Creditors calculate the alleged debt undervaluation in Argentina’s offer using a 10-12 percent discount rate, as if they deserve a risk-free return of 10 percent or higher, when the US Treasury rate is just above 1 percent, and the press is keeping pace In these financial circumstances, it indicates, motivated by a sense of duty, that Argentina imposes a significant reduction on creditors, while it does not do so. In fact, Argentina is reducing the interest rate at risk of default to an interest rate that will not cause this.
And I will add another point, some friendly official creditors, or multilateral institutions, can improve the deal by guaranteeing some or all of Argentina’s payments on new bonds, and such a guarantee will be a completely safe bet: with a low interest rate, and a new maturity structure, Argentina will not default Payment.
And often the global financial markets are in a state of panic when one country, not to mention many countries, begins to slip, as it is possible that there are 30 to 40 countries suffering severe financial stress now, and all these countries need to refinance their debts this year and next year, Until the recovery from the epidemic restores global economic activity, restores government revenues, and reduces the need for emergency expenditures.

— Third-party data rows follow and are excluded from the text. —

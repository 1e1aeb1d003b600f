//! Build metadata shared by the engine and the binary.
//! Includes the version.rs generated by the build script.

include!(concat!(env!("OUT_DIR"), "/version.rs"));

/// Wire format version stamped into serialized call envelopes.
/// Falls back to a stable default if the build metadata is missing.
pub fn wire_format_version() -> u32 {
    WIRE_FORMAT_VERSION.parse().unwrap_or(20261016)
}

/// Build time string from the build script (UTC)
pub fn build_time() -> &'static str {
    BUILD_TIME
}

/// Short git hash captured by the build script
pub fn git_hash() -> &'static str {
    GIT_HASH
}

/// One-line version banner used by `--version` and the startup log
pub fn long_version() -> String {
    format!(
        "{} (wire format {}, built {}, {})",
        env!("CARGO_PKG_VERSION"),
        wire_format_version(),
        build_time(),
        git_hash()
    )
}
//! Command-line arguments for the demo binary
//!
//! Engine tuning flags are optional: an unset flag leaves the value from the
//! configuration file (or the built-in default) in place.

use crate::core::version::long_version;
use crate::queue::api::QueueSettings;
use clap::{ArgAction, Parser};
use std::path::PathBuf;
use std::time::Duration;

#[derive(Parser, Debug, Clone)]
#[command(name = "callqueue")]
#[command(about = "Run remote calls through an at-least-once queue and report the results")]
#[command(version, long_version = long_version())]
pub struct Args {
    /// Number of calls to enqueue
    #[arg(short = 'n', long = "calls", value_name = "N", default_value_t = 10)]
    pub calls: usize,

    /// Function every call invokes
    #[arg(
        short = 'F',
        long = "function",
        value_name = "NAME",
        default_value = "square",
        value_parser = ["echo", "square", "fail", "slow"]
    )]
    pub function: String,

    /// Executor worker tasks
    #[arg(short = 'w', long = "workers", value_name = "N", default_value_t = 2)]
    pub workers: usize,

    /// Invocations the executor silently discards (recovered by retry)
    #[arg(short = 'd', long = "drop-invocations", value_name = "N", default_value_t = 0)]
    pub drop_invocations: usize,

    /// Configuration file path
    #[arg(short = 'c', long = "config-file", value_name = "FILE")]
    pub config_file: Option<PathBuf>,

    /// Minimum number of collectors
    #[arg(long = "min-collectors", value_name = "N")]
    pub min_collectors: Option<usize>,

    /// Maximum number of collectors
    #[arg(long = "max-collectors", value_name = "N")]
    pub max_collectors: Option<usize>,

    /// Retry ticker period in milliseconds
    #[arg(long = "retry-interval-ms", value_name = "MS")]
    pub retry_interval_ms: Option<u64>,

    /// Age in milliseconds after which an unstarted call is re-published
    #[arg(long = "retry-grace-ms", value_name = "MS")]
    pub retry_grace_ms: Option<u64>,

    /// Force coloured output
    #[arg(long = "color", action = ArgAction::SetTrue, conflicts_with = "no_color")]
    pub color: bool,

    /// Disable coloured output
    #[arg(long = "no-color", action = ArgAction::SetTrue)]
    pub no_color: bool,

    /// Log level
    #[arg(short = 'l', long = "log-level", value_name = "LEVEL", value_parser = ["trace", "debug", "info", "warn", "error", "off"])]
    pub log_level: Option<String>,

    /// Log output format
    #[arg(short = 'o', long = "log-format", value_name = "FORMAT", value_parser = ["text", "ext", "json"])]
    pub log_format: Option<String>,

    /// Log file path (use 'none' to disable file logging)
    #[arg(short = 'f', long = "log-file", value_name = "FILE")]
    pub log_file: Option<PathBuf>,
}

impl Default for Args {
    fn default() -> Self {
        Self {
            calls: 10,
            function: "square".to_string(),
            workers: 2,
            drop_invocations: 0,
            config_file: None,
            min_collectors: None,
            max_collectors: None,
            retry_interval_ms: None,
            retry_grace_ms: None,
            color: false,
            no_color: false,
            log_level: None,
            log_format: None,
            log_file: None,
        }
    }
}

impl Args {
    /// Colour choice: explicit flags win, then NO_COLOR, then whether stdout is a terminal
    pub fn color_enabled(&self) -> bool {
        if self.color {
            return true;
        }
        if self.no_color || std::env::var_os("NO_COLOR").is_some() {
            return false;
        }
        use std::io::IsTerminal;
        std::io::stdout().is_terminal()
    }

    /// Overlay the tuning flags that were given on the command line
    pub fn apply_to_settings(&self, settings: &mut QueueSettings) {
        if let Some(min) = self.min_collectors {
            settings.min_collectors = min;
        }
        if let Some(max) = self.max_collectors {
            settings.max_collectors = max;
        }
        if let Some(ms) = self.retry_interval_ms {
            settings.retry_interval = Duration::from_millis(ms);
        }
        if let Some(ms) = self.retry_grace_ms {
            settings.retry_grace = Duration::from_millis(ms);
        }
    }

    /// Log file as a string, as flexi_logger setup expects
    pub fn log_file_str(&self) -> Option<String> {
        self.log_file
            .as_ref()
            .map(|path| path.to_string_lossy().into_owned())
    }
}
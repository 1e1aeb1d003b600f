//! Recovery of lost invocations through the retry ticker

use crate::common::*;
use callqueue::executor::api::ExecutorOptions;
use callqueue::queue::api::{CallRequest, QueueError};
use futures::future::join_all;
use serde_json::json;

#[tokio::test]
async fn test_dropped_invocations_are_republished() {
    let harness = Harness::start(
        "dropped",
        ExecutorOptions {
            workers: 1,
            drop_invocations: 2,
            ..Default::default()
        },
    );

    let mut calls = Vec::new();
    for i in 1..=3i64 {
        calls.push(harness.call(&format!("r{}", i), "square", json!(i)).await);
    }
    let results = within(join_all(calls)).await;
    let values: Vec<_> = results.into_iter().map(value).collect();
    assert_eq!(values, vec![json!(1), json!(4), json!(9)]);

    assert_eq!(harness.executor().dropped(), 2);
    assert!(harness.executor().invocations() >= 5);
    assert!(harness.sink.contains(log::Level::Info, "Re-published call r1"));
    assert!(harness.sink.contains(log::Level::Info, "Re-published call r2"));
    harness.shutdown().await;
}

#[tokio::test]
async fn test_started_calls_are_not_republished() {
    let harness = Harness::start("started", ExecutorOptions::default());

    // Runs well past the retry grace period
    let result = within(harness.call("long", "slow", json!({ "ms": 400 })).await).await;
    assert_eq!(value(result)["ms"], json!(400));

    assert_eq!(harness.executor().invocations(), 1);
    assert!(!harness.sink.contains(log::Level::Info, "Re-published call long"));
    harness.shutdown().await;
}

#[tokio::test]
async fn test_failed_publish_is_retried() {
    let harness = Harness::start("flaky", ExecutorOptions::default());
    harness.backend.requests().fail_next_publishes(1);

    let err = harness
        .engine
        .enqueue_call_request(
            CallRequest::new("lost", "echo", json!("hello")),
            harness.backend.response_queue_id(),
        )
        .await
        .unwrap_err();
    assert!(matches!(err, QueueError::Backend(_)));
    assert_eq!(harness.engine.pending_count().unwrap(), 1);

    // The retry ticker publishes it again and the result drains the entry
    assert!(eventually(|| harness.engine.pending_count().unwrap() == 0).await);
    assert!(harness.executor().completed() >= 1);
    assert!(harness.sink.contains(log::Level::Info, "Re-published call lost"));
    harness.shutdown().await;
}

#[tokio::test]
async fn test_large_backlog_disables_retries() {
    // retry-max-pending defaults to 10: with 12 unanswered calls nothing is re-sent
    let harness = Harness::without_executor("backlog");
    let mut calls = Vec::new();
    for i in 0..12 {
        calls.push(harness.call(&format!("b{}", i), "echo", json!(i)).await);
    }
    tokio::time::sleep(fast_settings().retry_interval * 4).await;

    assert_eq!(harness.backend.requests().size(), 12);
    assert!(!harness.sink.contains(log::Level::Info, "Re-published"));
    harness.shutdown().await;
    for call in calls {
        assert!(within(call).await.unwrap_err().is_cancelled());
    }
}
//! In-memory queue backend
//!
//! A pair of bounded FIFO queues standing in for a real queueing service:
//! calls go to the request queue, results and control messages come back on
//! the response queue. Every message gets a monotonic sequence number
//! starting at 1. Delivery removes a message, except that
//! [`MemoryQueue::duplicate_next_deliveries`] can re-enqueue delivered
//! messages to reproduce at-least-once behaviour, and
//! [`MemoryQueue::fail_next_publishes`] injects publish failures.

use crate::core::sync::handle_mutex_poison;
use crate::queue::backend::{ControlKind, QueueBackend, QueueMessage, ReceivedBatch};
use crate::queue::error::BackendError;
use crate::queue::types::{call_id_attributes, MessageAttributes, CONTROL_ATTRIBUTE};
use async_trait::async_trait;
use std::collections::VecDeque;
use std::sync::atomic::{AtomicU64, AtomicUsize, Ordering};
use std::sync::{Arc, Mutex, MutexGuard};
use std::time::Duration;
use tokio::sync::Notify;
use tokio::time::Instant;

pub const DEFAULT_MAX_QUEUE_SIZE: usize = 10_000;
pub const DEFAULT_BATCH_SIZE: usize = 10;
pub const DEFAULT_RECEIVE_WAIT: Duration = Duration::from_secs(1);

/// A message held by a [`MemoryQueue`]
#[derive(Debug, Clone, PartialEq, Eq)]
pub struct MemoryMessage {
    sequence: u64,
    body: String,
    attributes: MessageAttributes,
}

impl MemoryMessage {
    /// A message not yet assigned a sequence number
    pub fn new(body: impl Into<String>, attributes: MessageAttributes) -> Self {
        Self {
            sequence: 0,
            body: body.into(),
            attributes,
        }
    }

    pub fn sequence(&self) -> u64 {
        self.sequence
    }

    pub fn attributes(&self) -> &MessageAttributes {
        &self.attributes
    }
}

impl QueueMessage for MemoryMessage {
    fn attribute(&self, name: &str) -> Option<&str> {
        self.attributes.get(name).map(String::as_str)
    }

    fn body(&self) -> &str {
        &self.body
    }

    fn is_control(&self, kind: ControlKind) -> bool {
        self.attribute(CONTROL_ATTRIBUTE) == Some(kind.as_ref())
    }
}

/// Bounded FIFO queue with long-poll receive
#[derive(Debug)]
pub struct MemoryQueue {
    queue_id: String,
    max_size: usize,
    next_sequence: AtomicU64,
    messages: Mutex<VecDeque<MemoryMessage>>,
    available: Notify,
    failing_publishes: AtomicUsize,
    duplicate_deliveries: AtomicUsize,
}

impl MemoryQueue {
    pub fn new(queue_id: impl Into<String>, max_size: usize) -> Self {
        Self {
            queue_id: queue_id.into(),
            max_size,
            next_sequence: AtomicU64::new(1),
            messages: Mutex::new(VecDeque::new()),
            available: Notify::new(),
            failing_publishes: AtomicUsize::new(0),
            duplicate_deliveries: AtomicUsize::new(0),
        }
    }

    pub fn queue_id(&self) -> &str {
        &self.queue_id
    }

    fn messages(
        &self,
        error: impl FnOnce(String) -> BackendError,
    ) -> Result<MutexGuard<'_, VecDeque<MemoryMessage>>, BackendError> {
        handle_mutex_poison(self.messages.lock(), error)
    }

    /// Append a message, returning its sequence number
    pub fn publish(
        &self,
        body: impl Into<String>,
        attributes: MessageAttributes,
    ) -> Result<u64, BackendError> {
        if take_one(&self.failing_publishes) {
            return Err(BackendError::Publish {
                queue: self.queue_id.clone(),
                message: "injected publish failure".to_string(),
            });
        }

        let sequence = {
            let mut messages = self.messages(|message| BackendError::Publish {
                queue: self.queue_id.clone(),
                message,
            })?;
            if messages.len() >= self.max_size {
                return Err(BackendError::QueueFull {
                    queue: self.queue_id.clone(),
                    max_size: self.max_size,
                });
            }
            let sequence = self.next_sequence.fetch_add(1, Ordering::Relaxed);
            let mut message = MemoryMessage::new(body, attributes);
            message.sequence = sequence;
            messages.push_back(message);
            sequence
        };

        self.available.notify_waiters();
        Ok(sequence)
    }

    /// Remove up to `max` messages without waiting
    pub fn take(&self, max: usize) -> Result<Vec<MemoryMessage>, BackendError> {
        let mut messages = self.messages(|message| BackendError::Receive {
            queue: self.queue_id.clone(),
            message,
        })?;
        let count = max.min(messages.len());
        let batch: Vec<MemoryMessage> = messages.drain(..count).collect();
        for message in &batch {
            if take_one(&self.duplicate_deliveries) {
                messages.push_back(message.clone());
            }
        }
        Ok(batch)
    }

    /// Remove up to `max` messages, waiting up to `wait` for the first one
    pub async fn receive(
        &self,
        max: usize,
        wait: Duration,
    ) -> Result<Vec<MemoryMessage>, BackendError> {
        let deadline = Instant::now() + wait;
        loop {
            let notified = self.available.notified();
            tokio::pin!(notified);
            notified.as_mut().enable();

            let batch = self.take(max)?;
            if !batch.is_empty() {
                return Ok(batch);
            }
            if tokio::time::timeout_at(deadline, notified).await.is_err() {
                return Ok(batch);
            }
        }
    }

    pub fn size(&self) -> usize {
        crate::core::sync::lock_recovering(&self.messages).len()
    }

    pub fn is_empty(&self) -> bool {
        self.size() == 0
    }

    /// Remove and return everything queued
    pub fn drain(&self) -> Vec<MemoryMessage> {
        crate::core::sync::lock_recovering(&self.messages)
            .drain(..)
            .collect()
    }

    /// Make the next `count` publishes fail
    pub fn fail_next_publishes(&self, count: usize) {
        self.failing_publishes.store(count, Ordering::Relaxed);
    }

    /// Deliver each of the next `count` taken messages a second time
    pub fn duplicate_next_deliveries(&self, count: usize) {
        self.duplicate_deliveries.store(count, Ordering::Relaxed);
    }
}

// Decrement a fault-injection counter, reporting whether it was positive
fn take_one(counter: &AtomicUsize) -> bool {
    counter
        .fetch_update(Ordering::AcqRel, Ordering::Acquire, |n| n.checked_sub(1))
        .is_ok()
}

/// [`QueueBackend`] over a request and a response [`MemoryQueue`]
#[derive(Debug, Clone)]
pub struct MemoryBackend {
    name: String,
    requests: Arc<MemoryQueue>,
    responses: Arc<MemoryQueue>,
    batch_size: usize,
    receive_wait: Duration,
}

impl MemoryBackend {
    pub fn new(name: impl Into<String>) -> Self {
        Self::with_capacity(name, DEFAULT_MAX_QUEUE_SIZE)
    }

    pub fn with_capacity(name: impl Into<String>, max_size: usize) -> Self {
        let name = name.into();
        Self {
            requests: Arc::new(MemoryQueue::new(format!("{}-requests", name), max_size)),
            responses: Arc::new(MemoryQueue::new(format!("{}-responses", name), max_size)),
            name,
            batch_size: DEFAULT_BATCH_SIZE,
            receive_wait: DEFAULT_RECEIVE_WAIT,
        }
    }

    pub fn with_batch_size(mut self, batch_size: usize) -> Self {
        self.batch_size = batch_size.max(1);
        self
    }

    pub fn with_receive_wait(mut self, receive_wait: Duration) -> Self {
        self.receive_wait = receive_wait;
        self
    }

    pub fn name(&self) -> &str {
        &self.name
    }

    pub fn requests(&self) -> &Arc<MemoryQueue> {
        &self.requests
    }

    pub fn responses(&self) -> &Arc<MemoryQueue> {
        &self.responses
    }

    /// Identifier callers pass as the response destination
    pub fn response_queue_id(&self) -> &str {
        self.responses.queue_id()
    }

    pub fn batch_size(&self) -> usize {
        self.batch_size
    }

    /// Publish a result body for `call_id` on the response queue
    pub fn respond(&self, call_id: &str, body: impl Into<String>) -> Result<u64, BackendError> {
        self.responses.publish(body, call_id_attributes(call_id))
    }

    /// Report that `call_id` started executing
    pub fn signal_started(&self, call_id: &str) -> Result<u64, BackendError> {
        let mut attributes = ControlKind::FunctionStarted.attributes();
        attributes.extend(call_id_attributes(call_id));
        self.responses.publish(String::new(), attributes)
    }

    /// Take published calls off the request queue
    pub async fn next_calls(
        &self,
        max: usize,
        wait: Duration,
    ) -> Result<Vec<MemoryMessage>, BackendError> {
        self.requests.receive(max, wait).await
    }
}

#[async_trait]
impl QueueBackend for MemoryBackend {
    type Message = MemoryMessage;

    async fn publish_message(
        &self,
        body: String,
        attributes: Option<MessageAttributes>,
    ) -> Result<(), BackendError> {
        self.requests
            .publish(body, attributes.unwrap_or_default())
            .map(|_| ())
    }

    async fn receive_messages(&self) -> Result<ReceivedBatch<MemoryMessage>, BackendError> {
        let messages = self
            .responses
            .receive(self.batch_size, self.receive_wait)
            .await?;
        let is_full_batch = messages.len() == self.batch_size;
        Ok(ReceivedBatch {
            messages,
            is_full_batch,
        })
    }

    async fn publish_control_message(
        &self,
        kind: ControlKind,
        attributes: Option<MessageAttributes>,
    ) -> Result<(), BackendError> {
        let mut all = attributes.unwrap_or_default();
        all.extend(kind.attributes());
        self.responses.publish(String::new(), all).map(|_| ())
    }

    fn description(&self) -> String {
        format!("memory://{}", self.name)
    }
}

In such cases, collective rationality in financial markets requires guidance from the International Monetary Fund, and the leadership of a number of major creditors. Otherwise, this will lead to a creditors’ race to extract assets. Each creditor says to the other: “You refinance the debt while I receive the payment, thanks is yours”.
If debt service payments for this year are dealt with cautiously, they can be recapitalized, at low interest rates, but in order to avoid financial accumulation, and if not, 2020 will represent a new and destructive episode of the global financial crisis.
When banks panicked in 1907, it was J. Perponte Morgan and his bank who led the financial system away from the brink, and in 2020 the leader must be BlackRock, which was managing $ 6.5 trillion in assets at the end of The first quarter of the fiscal year, which is one of Argentina’s major creditors, and Black Rock could direct the bondholders to refinance Argentina’s debt at a safe interest rate, and do the same with other sovereign borrowers, who are suffering from the epidemic.
It’s your turn, Larry Fink, to help prevent a global financial disaster.
* Jeffrey D. Sachs
* Professor of sustainable development, professor of health policy and management at Columbia University, director of the Colombia Center for Sustainable Development and director of the United Nations Sustainable Development Network.